Class Dismissed
How TV Frames the Working Class
Narrated by Ed Asner
Based on the forthcoming book by Pepi Leistyna, Class Dismissed navigates the steady stream of narrow working class representations from American television's beginnings to today's sitcoms, reality shows, police dramas, and daytime talk shows.
Featuring interviews with media analysts and cultural historians, this documentary examines the patterns inherent in TV's disturbing depictions of working class people as either clowns or social deviants -- stereotypical portrayals that reinforce the myth of meritocracy.
Class Dismissed breaks important new ground in exploring the ways in which race, gender, and sexuality intersect with class, offering a more complex reading of television's often one-dimensional representations. The video also links television portrayals to negative cultural attitudes and public policies that directly affect the lives of working class people.
Featuring interviews with Stanley Aronowitz, (City University of New York); Nickel and Dimed author, Barbara Ehrenreich; Herman Gray (University of California-Santa Cruz); Robin Kelley (Columbia University); Pepi Leistyna (University of Massachusetts-Boston) and Michael Zweig (State University of New York-Stony Brook). Also with Arlene Davila, Susan Douglas, Bambi Haggins, Lisa Henderson, and Andrea Press.

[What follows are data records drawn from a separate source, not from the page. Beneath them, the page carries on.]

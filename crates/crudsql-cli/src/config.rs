use crate::cli::GlobalArgs;
use crudsql::{ConnectionDescriptor, DEFAULT_PORT, DbOptions, ValueMode};
use serde::Deserialize;
use std::path::Path;

#[derive(Debug, Clone, Default, Deserialize)]
#[serde(deny_unknown_fields)]
pub struct ConfigFile {
    #[serde(default)]
    pub database: DatabaseConfig,
    #[serde(default)]
    pub options: OptionsConfig,
}

/// Either `url`, or the individual connection parts.
#[derive(Debug, Clone, Default, Deserialize)]
#[serde(deny_unknown_fields)]
pub struct DatabaseConfig {
    pub url: Option<String>,
    pub host: Option<String>,
    pub port: Option<u16>,
    pub user: Option<String>,
    pub password: Option<String>,
    pub name: Option<String>,
}

#[derive(Debug, Clone, Default, Deserialize)]
#[serde(deny_unknown_fields)]
pub struct OptionsConfig {
    #[serde(default)]
    pub debug: bool,
    pub value_mode: Option<ValueMode>,
}

/// Everything needed to build a `CrudDb`.
#[derive(Debug, Clone, PartialEq, Eq)]
pub struct Settings {
    pub descriptor: ConnectionDescriptor,
    pub options: DbOptions,
}

impl ConfigFile {
    /// Read and expand a config file.
    ///
    /// A missing file is only an error when it was asked for explicitly.
    pub fn load(path: &Path, required: bool) -> anyhow::Result<Self> {
        if !required && !path.exists() {
            return Ok(Self::default());
        }

        let raw = std::fs::read_to_string(path)
            .map_err(|e| anyhow::anyhow!("failed to read config file {}: {e}", path.display()))?;
        Self::parse(&raw)
            .map_err(|e| anyhow::anyhow!("failed to parse config file {}: {e:#}", path.display()))
    }

    pub fn parse(raw: &str) -> anyhow::Result<Self> {
        let mut file: ConfigFile = toml::from_str(raw)?;
        file.expand_env()?;
        file.validate()?;
        Ok(file)
    }

    fn expand_env(&mut self) -> anyhow::Result<()> {
        let db = &mut self.database;
        for field in [
            &mut db.url,
            &mut db.host,
            &mut db.user,
            &mut db.password,
            &mut db.name,
        ] {
            if let Some(v) = field.as_mut() {
                *v = expand_env_vars(v)?;
            }
        }
        Ok(())
    }

    fn validate(&self) -> anyhow::Result<()> {
        let db = &self.database;
        if db.url.is_some() && (db.host.is_some() || db.name.is_some()) {
            anyhow::bail!("database.url cannot be combined with database.host/database.name");
        }
        if let Some(url) = &db.url {
            if url.trim().is_empty() {
                anyhow::bail!("database.url must not be empty");
            }
        }
        Ok(())
    }

    /// Descriptor from the `[database]` table, if it names one.
    fn descriptor(&self) -> anyhow::Result<Option<ConnectionDescriptor>> {
        let db = &self.database;
        if let Some(url) = &db.url {
            return Ok(Some(ConnectionDescriptor::from_url(url)?));
        }
        if db.host.is_none() && db.user.is_none() && db.name.is_none() {
            return Ok(None);
        }

        let required = |value: &Option<String>, key: &str| {
            value
                .clone()
                .filter(|v| !v.trim().is_empty())
                .ok_or_else(|| anyhow::anyhow!("database.{key} is required"))
        };
        Ok(Some(ConnectionDescriptor::new(
            required(&db.host, "host")?,
            db.port.unwrap_or(DEFAULT_PORT),
            required(&db.user, "user")?,
            db.password.clone().unwrap_or_default(),
            required(&db.name, "name")?,
        )))
    }
}

/// Combine flags, config file and environment, in that order of precedence.
pub fn resolve(global: &GlobalArgs) -> anyhow::Result<Settings> {
    let file = ConfigFile::load(&global.config, global.config_explicit)?;
    resolve_with(global, &file, ConnectionDescriptor::from_env)
}

fn resolve_with(
    global: &GlobalArgs,
    file: &ConfigFile,
    from_env: impl FnOnce() -> crudsql::DbResult<ConnectionDescriptor>,
) -> anyhow::Result<Settings> {
    let descriptor = match &global.database {
        Some(url) => ConnectionDescriptor::from_url(url)?,
        None => match file.descriptor()? {
            Some(descriptor) => descriptor,
            None => from_env().map_err(|e| {
                anyhow::anyhow!(
                    "no database configured (use --database, a config file or DATABASE_URL): {e}"
                )
            })?,
        },
    };

    let mode = if global.inline {
        ValueMode::Inline
    } else {
        file.options.value_mode.unwrap_or_default()
    };
    let options = DbOptions::new()
        .value_mode(mode)
        .debug(global.debug || file.options.debug);

    Ok(Settings {
        descriptor,
        options,
    })
}

fn expand_env_vars(input: &str) -> anyhow::Result<String> {
    expand_vars_with(input, |key| std::env::var(key).ok())
}

fn expand_vars_with(input: &str, lookup: impl Fn(&str) -> Option<String>) -> anyhow::Result<String> {
    let mut out = String::with_capacity(input.len());
    let mut chars = input.chars().peekable();

    while let Some(c) = chars.next() {
        if c == '$' && chars.peek() == Some(&'{') {
            chars.next();

            let mut key = String::new();
            let mut closed = false;
            for ch in chars.by_ref() {
                if ch == '}' {
                    closed = true;
                    break;
                }
                key.push(ch);
            }

            if !closed {
                anyhow::bail!("unterminated env var reference: ${{{key}}}");
            }
            if key.is_empty() {
                anyhow::bail!("invalid env var reference: ${{}}");
            }

            let v = lookup(&key)
                .ok_or_else(|| anyhow::anyhow!("missing env var for config expansion: {key}"))?;
            out.push_str(&v);
            continue;
        }

        out.push(c);
    }

    Ok(out)
}

#[cfg(test)]
mod tests {
    use super::*;
    use std::path::PathBuf;

    fn no_env() -> crudsql::DbResult<ConnectionDescriptor> {
        Err(crudsql::DbError::connection("missing environment variable CRUDSQL_HOST"))
    }

    #[test]
    fn expands_variables() {
        let lookup = |key: &str| (key == "PGPASS").then(|| "s3cret".to_string());
        assert_eq!(
            expand_vars_with("postgres://app:${PGPASS}@db/shop", lookup).unwrap(),
            "postgres://app:s3cret@db/shop"
        );
        assert_eq!(expand_vars_with("no $vars {here}", lookup).unwrap(), "no $vars {here}");
        assert!(expand_vars_with("${MISSING}", lookup).is_err());
        assert!(expand_vars_with("${PGPASS", lookup).is_err());
        assert!(expand_vars_with("${}", lookup).is_err());
    }

    #[test]
    fn parses_parts_and_options() {
        let file = ConfigFile::parse(
            r#"
            [database]
            host = "db.local"
            user = "app"
            password = "pw"
            name = "shop"

            [options]
            debug = true
            value_mode = "inline"
            "#,
        )
        .unwrap();

        let settings = resolve_with(&GlobalArgs::default(), &file, no_env).unwrap();
        assert_eq!(settings.descriptor.dsn(), "app:pw@db.local:5432/shop");
        assert_eq!(settings.options.mode(), ValueMode::Inline);
        assert!(settings.options.is_debug());
    }

    #[test]
    fn flags_override_file() {
        let file = ConfigFile::parse(
            r#"
            [database]
            url = "postgres://file@filehost/filedb"
            "#,
        )
        .unwrap();
        let global = GlobalArgs {
            database: Some("postgres://flag@flaghost:6000/flagdb".to_string()),
            inline: true,
            ..GlobalArgs::default()
        };

        let settings = resolve_with(&global, &file, no_env).unwrap();
        assert_eq!(settings.descriptor.host(), "flaghost");
        assert_eq!(settings.descriptor.port(), 6000);
        assert_eq!(settings.options.mode(), ValueMode::Inline);
        assert!(!settings.options.is_debug());

        let settings = resolve_with(&GlobalArgs::default(), &file, no_env).unwrap();
        assert_eq!(settings.descriptor.host(), "filehost");
        assert_eq!(settings.options.mode(), ValueMode::Bind);
    }

    #[test]
    fn falls_back_to_environment() {
        let settings = resolve_with(&GlobalArgs::default(), &ConfigFile::default(), || {
            Ok(ConnectionDescriptor::new("envhost", 5432, "u", "", "d"))
        })
        .unwrap();
        assert_eq!(settings.descriptor.host(), "envhost");

        let err = resolve_with(&GlobalArgs::default(), &ConfigFile::default(), no_env).unwrap_err();
        assert!(format!("{err:#}").contains("no database configured"));
    }

    #[test]
    fn rejects_invalid_files() {
        assert!(ConfigFile::parse("[database]\nurl = \"\"").is_err());
        assert!(ConfigFile::parse("[database]\nurl = \"postgres://a@h/d\"\nhost = \"h\"").is_err());
        assert!(ConfigFile::parse("[options]\nvalue_mode = \"literal\"").is_err());
        assert!(ConfigFile::parse("[unknown]\nx = 1").is_err());

        let file = ConfigFile::parse("[database]\nhost = \"h\"").unwrap();
        assert!(resolve_with(&GlobalArgs::default(), &file, no_env).is_err());
    }

    #[test]
    fn missing_default_config_is_not_an_error() {
        let path = PathBuf::from("definitely-not-here/crudsql.toml");
        assert!(ConfigFile::load(&path, false).unwrap().database.url.is_none());
        assert!(ConfigFile::load(&path, true).is_err());
    }
}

Sections: Class Matters | The American Dream Machine | From the Margins to the Middle | Women Have Class | Class Clowns | No Class | Class Action
http://www.mediaed.org/cgi-bin/commerce.cgi?preadd=action&key=411
in England we have a soap opera called 'Eastenders' obviously set in the East End of London. The majority of the cast are white - which is a total anachronism - and every single character runs their own little business - market trader, cafe owner, publican etc. Nobody claims unemployment benefit or works has a cleaner or in a factory. Which suggests the BBC (Bourgeois Broadcasting Corporation) are deliberately disseminating a post-Thatcherite simulacrum of self sufficiency and aspiration.
32peartree 3 months ago
THE COSBY SHOW was about African-American Exceptionalism-an important thread in television shows.

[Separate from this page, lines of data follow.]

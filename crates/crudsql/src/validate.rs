//! Shape checks on caller arguments, run before any SQL is built or any connection is opened.
//!
//! Every check returns a [`DbError::Validation`] naming the specific problem.

use crate::error::{DbError, DbResult};

/// The condition value older callers pass to mean "no condition".
///
/// It is not interpreted: a `"-1"` condition is appended after `WHERE` like any other.
pub const NO_CONDITION_SENTINEL: &str = "-1";

pub fn check_table(table: &str) -> DbResult<()> {
    if table.trim().is_empty() {
        return Err(DbError::validation("Need a table name"));
    }
    Ok(())
}

pub fn check_columns<S: AsRef<str>>(columns: &[S]) -> DbResult<()> {
    if columns.is_empty() {
        return Err(DbError::validation("Need at least one column"));
    }
    Ok(())
}

/// Columns and values are paired by position.
pub fn check_values<C, V>(columns: &[C], values: &[V]) -> DbResult<()> {
    if values.is_empty() {
        return Err(DbError::validation("Need at least one value"));
    }
    if columns.len() != values.len() {
        return Err(DbError::validation(format!(
            "Columns and values must have the same length (got {} columns and {} values)",
            columns.len(),
            values.len()
        )));
    }
    Ok(())
}

pub fn check_condition(condition: Option<&str>) -> DbResult<()> {
    if let Some(condition) = condition {
        if condition.trim().is_empty() {
            return Err(DbError::validation("Condition must not be empty"));
        }
    }
    Ok(())
}

/// A join clause is only built together with a condition.
pub fn check_join(join: Option<&str>, condition: Option<&str>) -> DbResult<()> {
    let Some(join) = join else {
        return Ok(());
    };
    if join.trim().is_empty() {
        return Err(DbError::validation("Join clause must not be empty"));
    }
    if condition.is_none() {
        return Err(DbError::validation("A join clause requires a condition"));
    }
    Ok(())
}

/// UPDATE and DELETE refuse to run without a condition.
pub fn require_condition(verb: &str, condition: Option<&str>) -> DbResult<()> {
    match condition {
        Some(_) => check_condition(condition),
        None => Err(DbError::validation(format!(
            "Enter a condition to {verb} rows from the table"
        ))),
    }
}

#[cfg(test)]
mod tests {
    use super::*;

    #[test]
    fn table_must_be_named() {
        assert!(check_table("users").is_ok());
        assert!(check_table("").unwrap_err().is_validation());
        assert!(check_table("   ").is_err());
    }

    #[test]
    fn columns_must_be_present() {
        assert!(check_columns(&["id"]).is_ok());
        assert!(check_columns::<&str>(&[]).is_err());
    }

    #[test]
    fn values_must_pair_with_columns() {
        assert!(check_values(&["a", "b"], &["1", "2"]).is_ok());
        assert!(check_values(&["a"], &[] as &[&str]).is_err());

        let err = check_values(&["a", "b"], &["1"]).unwrap_err();
        assert_eq!(
            err.to_string(),
            "Validation error: Columns and values must have the same length (got 2 columns and 1 values)"
        );
    }

    #[test]
    fn condition_must_not_be_blank() {
        assert!(check_condition(None).is_ok());
        assert!(check_condition(Some("id = 1")).is_ok());
        assert!(check_condition(Some(" ")).is_err());
    }

    #[test]
    fn join_needs_condition() {
        assert!(check_join(None, None).is_ok());
        assert!(check_join(Some("JOIN t ON t.id = u.t_id"), Some("u.id = 1")).is_ok());
        assert!(check_join(Some("JOIN t ON t.id = u.t_id"), None).is_err());
        assert!(check_join(Some(""), Some("u.id = 1")).is_err());
    }

    #[test]
    fn mutations_need_condition() {
        assert!(require_condition("delete", None).is_err());
        assert!(require_condition("delete", Some(NO_CONDITION_SENTINEL)).is_ok());
        assert!(require_condition("update", Some("")).is_err());
    }
}
/// Creates a subcommand for propagating a population of particles.
pub fn create_propagate_subcommand() -> Command<'static> {
    let command = Command::new("propagate")
        .about("Propagate particles through cosmological photon backgrounds")
        .long_about(
            "Propagate particles through cosmological photon backgrounds.\n\
             One line is written to the output file for every step, containing the PDG code,\n\
             redshift and Lorentz factor of the particle before the step and whether the step\n\
             ended in an interaction (1) or not (0).",
        )
        .arg(
            Arg::new("output-file")
                .value_name("OUTPUT_FILE")
                .help("Path of the file where the step records should be written")
                .required(true)
                .takes_value(true),
        )
        .arg(
            Arg::new("final-population-file")
                .long("final-population-file")
                .require_equals(true)
                .value_name("PATH")
                .help("Write the final population of particles to the given file")
                .takes_value(true),
        )
        .arg(
            Arg::new("seed")
                .long("seed")
                .require_equals(true)
                .value_name("NUMBER")
                .help("Seed for the random number generator")
                .takes_value(true)
                .default_value("10"),
        )
        .arg(
            Arg::new("species")
                .long("species")
                .require_equals(true)
                .value_name("NAME")
                .help("Species of the initial particles, as a name or PDG code")
                .takes_value(true)
                .default_value("proton"),
        )
        .arg(
            Arg::new("particles")
                .short('n')
                .long("particles")
                .require_equals(true)
                .value_name("NUMBER")
                .help("Number of initial particles")
                .takes_value(true)
                .default_value("1"),
        )
        .arg(
            Arg::new("redshift")
                .long("redshift")
                .require_equals(true)
                .value_name("VALUE")
                .help("Initial redshift of the particles")
                .takes_value(true)
                .default_value("1"),
        )
        .arg(
            Arg::new("lorentz-factor")
                .long("lorentz-factor")
                .require_equals(true)
                .value_name("VALUE")
                .help("Initial Lorentz factor of the particles")
                .takes_value(true)
                .default_value("1e12"),
        )
        .arg(
            Arg::new("random-population")
                .long("random-population")
                .help("Draw initial redshifts and energies randomly"),
        )
        .arg(
            Arg::new("max-redshift")
                .long("max-redshift")
                .require_equals(true)
                .value_name("VALUE")
                .help("Largest initial redshift of a random population [default: 1]")
                .takes_value(true)
                .requires("random-population"),
        )
        .arg(
            Arg::new("redshift-power")
                .long("redshift-power")
                .require_equals(true)
                .value_name("VALUE")
                .help("Initial redshifts of a random population are distributed as z^(power - 1)")
                .takes_value(true)
                .requires("random-population"),
        )
        .arg(
            Arg::new("energy-range")
                .long("energy-range")
                .require_equals(true)
                .use_value_delimiter(true)
                .require_value_delimiter(true)
                .value_names(&["MIN", "MAX"])
                .help(
                    "Range of initial energies of a random population [EeV]\n\
                     [default: 1,1000]",
                )
                .takes_value(true)
                .number_of_values(2)
                .requires("random-population"),
        )
        .arg(utils::create_photon_fields_arg(
            "loss-fields",
            "Photon fields causing pair production losses\n\
             (cmb, ebl or path to table file) [default: cmb,ebl]",
        ))
        .arg(utils::create_photon_fields_arg(
            "interaction-fields",
            "Photon fields causing photo-pion production\n\
             (cmb, ebl or path to table file) [default: cmb]",
        ))
        .arg(
            Arg::new("no-pair-production")
                .long("no-pair-production")
                .help("Ignore energy losses from pair production"),
        )
        .arg(
            Arg::new("no-adiabatic-losses")
                .long("no-adiabatic-losses")
                .help("Ignore energy losses from cosmological expansion"),
        )
        .arg(
            Arg::new("cross-section-file")
                .long("cross-section-file")
                .require_equals(true)
                .value_name("PATH")
                .help(
                    "Table of photo-pion cross section (columns: photon energy [GeV], \n\
                     cross section [μb]) [default: step approximation]",
                )
                .takes_value(true),
        )
        .arg(
            Arg::new("integration-intervals")
                .long("integration-intervals")
                .require_equals(true)
                .value_name("NUMBER")
                .help("Number of subintervals for integrals over photon energy [default: 200]")
                .takes_value(true),
        )
        .arg(
            Arg::new("hubble-constant")
                .long("hubble-constant")
                .require_equals(true)
                .value_name("VALUE")
                .help("Hubble constant [km/s/Mpc] [default: 67.4]")
                .takes_value(true),
        )
        .arg(
            Arg::new("omega-matter")
                .long("omega-matter")
                .require_equals(true)
                .value_name("VALUE")
                .help("Matter density parameter [default: 0.315]")
                .takes_value(true),
        )
        .arg(
            Arg::new("omega-lambda")
                .long("omega-lambda")
                .require_equals(true)
                .value_name("VALUE")
                .help("Dark energy density parameter [default: 0.685]")
                .takes_value(true),
        )
        .arg(
            Arg::new("critical-delta-gamma")
                .long("critical-delta-gamma")
                .require_equals(true)
                .value_name("VALUE")
                .help("Largest fractional loss of Lorentz factor in a continuous step [default: 0.1]")
                .takes_value(true),
        )
        .arg(
            Arg::new("max-root-finding-iterations")
                .long("max-root-finding-iterations")
                .require_equals(true)
                .value_name("NUMBER")
                .help("Maximum number of bisections when searching for a continuous step [default: 100]")
                .takes_value(true),
        )
        .arg(
            Arg::new("root-finding-tolerance")
                .long("root-finding-tolerance")
                .require_equals(true)
                .value_name("VALUE")
                .help("Tolerance for the fractional loss of a continuous step [default: 1e-5]")
                .takes_value(true),
        )
        .arg(
            Arg::new("min-redshift")
                .long("min-redshift")
                .require_equals(true)
                .value_name("VALUE")
                .help("Particles at or below this redshift are not propagated [default: 1e-20]")
                .takes_value(true),
        )
        .arg(
            Arg::new("min-lorentz-factor")
                .long("min-lorentz-factor")
                .require_equals(true)
                .value_name("VALUE")
                .help("Particles at or below this Lorentz factor are not propagated [default: 1e7]")
                .takes_value(true),
        )
        .arg(
            Arg::new("max-steps")
                .long("max-steps")
                .require_equals(true)
                .value_name("NUMBER")
                .help("Stop after this number of steps")
                .takes_value(true),
        );

    #[cfg(feature = "json")]
    let command = command.arg(
        Arg::new("final-population-json")
            .long("final-population-json")
            .require_equals(true)
            .value_name("PATH")
            .help("Write the final population of particles to the given JSON file")
            .takes_value(true),
    );

    utils::add_verbosity_args(command, true)
}
//! Macros for reporting unrecoverable errors.
//!
//! Errors in the library are propagated as `io::Result` values. The command
//! line program uses these macros to print them and exit with a non-zero code.
//! With the `for-testing` feature enabled they panic instead, so that failures
//! show up in test output.

/// Prints the given message to standard error and terminates the program.
#[cfg(not(feature = "for-testing"))]
#[macro_export]
macro_rules! exit_with_error {
    ($($print_arg:tt)*) => {{
        eprintln!($($print_arg)*);
        quit::with_code(1);
    }};
}

#[cfg(feature = "for-testing")]
#[macro_export]
macro_rules! exit_with_error {
    ($($print_arg:tt)*) => {{
        panic!($($print_arg)*);
    }};
}

/// Unwraps the given result, or exits with the given message
/// where the last `{}` is substituted with the error.
#[macro_export]
macro_rules! exit_on_error {
    ($result:expr, $($print_arg:tt)*) => {
        match $result {
            Ok(value) => value,
            Err(err) => {
                $crate::exit_with_error!($($print_arg)*, err)
            }
        }
    };
}

/// Exits with the given message unless the given condition holds.
#[macro_export]
macro_rules! exit_on_false {
    ($logic:expr, $($print_arg:tt)*) => {
        if $logic {
            true
        } else {
            $crate::exit_with_error!($($print_arg)*)
        }
    };
}

/// Unwraps the given option, or exits with the given message.
#[macro_export]
macro_rules! exit_on_none {
    ($option:expr, $($print_arg:tt)*) => {
        $option.unwrap_or_else(|| $crate::exit_with_error!($($print_arg)*))
    };
}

Try finding shows about everyman AAs as lead characters.
What characters you will find are either professionals or criminals.
Either are up the ladder or down the ladder.
When you compare African-American characters to whites you will find a lack of range even in this topic of class.
Thus it easy to make an AA character outstanding, head of their class, etc than an average working joe.
MultiSmartass1 9 months ago
Jesus Monkey I wish Ed Asner narrated faster!! I would love to sit down and get smashed with PePi up in a Baaawwston Bawww and that mother fu%ker Freddy Barnes character looks like a blast to rage with yall see that suit! Yeah!.. I love coming across drunk professors its always a treat.
cscorulz 1 year ago
@koala8 Sure, some people are in a position to have it easier but it's open to anyone. You move if you need to, you go to school, you do what you need to do. You can't wait for things to fall in your lap. I guess there will be those that constantly make excuses as to why they can't do anything about their situation. That is not my business, just don't expect me to give them anything I worked for.
shananagans5 1 year ago
@shananagans5
of course you can do it if you have the opportunities and ur born into a circumstance which allows you to take advantage of those opportunities, giving you the choice to improve yourself..not everyone has this though, and the reasons for that is complex. i guess America is better than a third world country in civil war or something obviously...but things are not as simple as they seem and there are environmental factors that an individual cannot control
koala8 1 year ago
@koala8 Well, you have to be smart about it too. You can't get a basic job and go day after day like a drone and expect to advance. You have to improve yourself, make an effort to move up in society. You just have to do it. The American dream, whatever that may be, is open for everyone that lives here to go after. You assume you can't do it and make no effort to get there, it's not going to happen. You can go as far as your talent and ability allow.
shananagans5 1 year ago
@shananagans5
ur very naiive to think that...life is more complicated than just "working hard"...google "the meritocracy myth"...
koala8 1 year ago
Good Times wasn't a bad show. Notice that there are no shows about African Americans in the Ghettos now. Apparently they don't exist-even though they do.
"Government rules can't be broken" "Unless you're running the government." True indeed.
MultiSmartass1 1 year ago
please elaborate
pedalero 2 years ago
I would have loved to see a class analysis of Ugly Betty.